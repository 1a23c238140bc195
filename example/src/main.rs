use tracing::{Instrument, trace_span};
use tracing_subscriber::{
    EnvFilter, layer::SubscriberExt, util::SubscriberInitExt,
};

use maxadmin::Result;

mod connection;
mod monitor;

#[tokio::main]
async fn main() -> Result<()> {
    dotenvy::dotenv().ok();
    tracing_subscriber::Registry::default()
        .with(EnvFilter::from_default_env())
        .with(tracing_subscriber::fmt::layer().with_target(false))
        .init();

    connection::main().instrument(trace_span!("connection")).await?;
    monitor::main().instrument(trace_span!("monitor")).await?;

    Ok(())
}
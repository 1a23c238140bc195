//! Find a server by address.
//!
//! Neither form deduplicates, the first matching entry wins.
use crate::{
    monitor::{Snapshot, ServerStatus},
    table::ServerList,
};

/// Identity and health of a server found in a [`Snapshot`].
#[derive(Clone, Debug, PartialEq, Eq)]
pub struct ServerInfo {
    pub name: String,
    pub status: String,
    pub connections: u64,
}

impl From<&ServerStatus> for ServerInfo {
    fn from(server: &ServerStatus) -> Self {
        Self {
            name: server.server.clone(),
            status: server.status.clone(),
            connections: server.connections,
        }
    }
}

impl ServerList {
    /// Name of the first server listed with `address`.
    pub fn find_address(&self, address: &str) -> Option<&str> {
        self.iter()
            .find(|server| server.address == address)
            .map(|server| server.name.as_str())
    }
}

impl Snapshot {
    /// First server at exactly `address` and `port`.
    ///
    /// Absence is a valid outcome, not an error.
    pub fn find(&self, address: &str, port: u16) -> Option<ServerInfo> {
        self.iter()
            .find(|server| server.address == address && server.port == port)
            .map(ServerInfo::from)
    }
}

# # #

Assigned task:
Up to and including the line with "tracing_subscriber::Registry::default()", print every line of the records from the start.

Task output:
repository 1a23c238140bc195
filename example/src/main.rs
use tracing::{Instrument, trace_span};
use tracing_subscriber::{
    EnvFilter, layer::SubscriberExt, util::SubscriberInitExt,
};

use maxadmin::Result;

mod connection;
mod monitor;

#[tokio::main]
async fn main() -> Result<()> {
    dotenvy::dotenv().ok();
    tracing_subscriber::Registry::default()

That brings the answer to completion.